# Records contained in a dataset
- Opening Delimiter -

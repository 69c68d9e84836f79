//! Booking cost engine.
//!
//! Given a resolved booking request and a product's pricing configuration,
//! produces a single deterministic price: a block-by-block walk folding in
//! conditional cost rules, then override substitution and the optional
//! person-count multiplier.

pub mod calculators;
pub mod models;
pub mod requests;
pub mod responses;
pub mod rules;

// Re-export commonly used items
pub use calculators::{
    apply_cost, calculate_booking_cost, calculate_booking_cost_with, calculated_display_cost,
    CalculationPolicy, CostAdjustment,
};
pub use models::{
    BookableProduct, DurationType, DurationUnit, PersonType, PricingConfig, Resource,
};
pub use requests::BookingRequest;
pub use responses::{BookingQuoteResponse, MoneyResponse, PricingErrorResponse};
pub use rules::{CalendarUnitScope, CostEffect, CostOperator, CostRule, RuleScope, TimeAnchor};
//! Request DTOs consumed by the pricing engine.

use std::collections::BTreeMap;

use chrono::{DateTime, Utc};
use serde::Deserialize;
use uuid::Uuid;

/// A fully resolved booking request.
///
/// Availability is assumed already validated by the calling layer; the
/// engine only prices it (plus the cost-adjacent buffer check).
#[derive(Debug, Clone, Deserialize)]
pub struct BookingRequest {
    /// Start of the first block.
    pub start: DateTime<Utc>,
    /// Requested duration in duration units. Falls back to the product's
    /// minimum duration when omitted.
    #[serde(default)]
    pub duration: Option<u32>,
    /// Selected resource, resolved against the product's resource list.
    #[serde(default)]
    pub resource_id: Option<Uuid>,
    /// Person counts by person-type id. Insertion order is irrelevant.
    #[serde(default)]
    pub persons: BTreeMap<Uuid, u32>,
}

impl BookingRequest {
    pub fn has_persons(&self) -> bool {
        !self.persons.is_empty()
    }

    /// Sum of all person counts across types.
    pub fn total_persons(&self) -> u32 {
        self.persons.values().sum()
    }
}

#[cfg(test)]
mod tests {
    use super::*;

    #[test]
    fn test_total_persons_sums_all_types() {
        let json = r#"{
            "start": "2026-06-01T14:00:00Z",
            "duration": 3,
            "persons": {
                "11111111-1111-1111-1111-111111111111": 2,
                "22222222-2222-2222-2222-222222222222": 1
            }
        }"#;
        let request: BookingRequest = serde_json::from_str(json).unwrap();
        assert!(request.has_persons());
        assert_eq!(request.total_persons(), 3);
        assert_eq!(request.duration, Some(3));
        assert!(request.resource_id.is_none());
    }

    #[test]
    fn test_minimal_request_defaults() {
        let request: BookingRequest =
            serde_json::from_str(r#"{ "start": "2026-06-01T14:00:00Z" }"#).unwrap();
        assert!(!request.has_persons());
        assert_eq!(request.total_persons(), 0);
        assert_eq!(request.duration, None);
    }
}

- Closing Delimiter -

# WORK TASK
Both the line containing "pub mod rules;" and the line containing "pub use requests::BookingRequest;" belong in the answer. Print them and every line above that falls between them exactly, and no others.

# FINISHED TASK
pub mod rules;

// Re-export commonly used items
pub use calculators::{
    apply_cost, calculate_booking_cost, calculate_booking_cost_with, calculated_display_cost,
    CalculationPolicy, CostAdjustment,
};
pub use models::{
    BookableProduct, DurationType, DurationUnit, PersonType, PricingConfig, Resource,
};
pub use requests::BookingRequest;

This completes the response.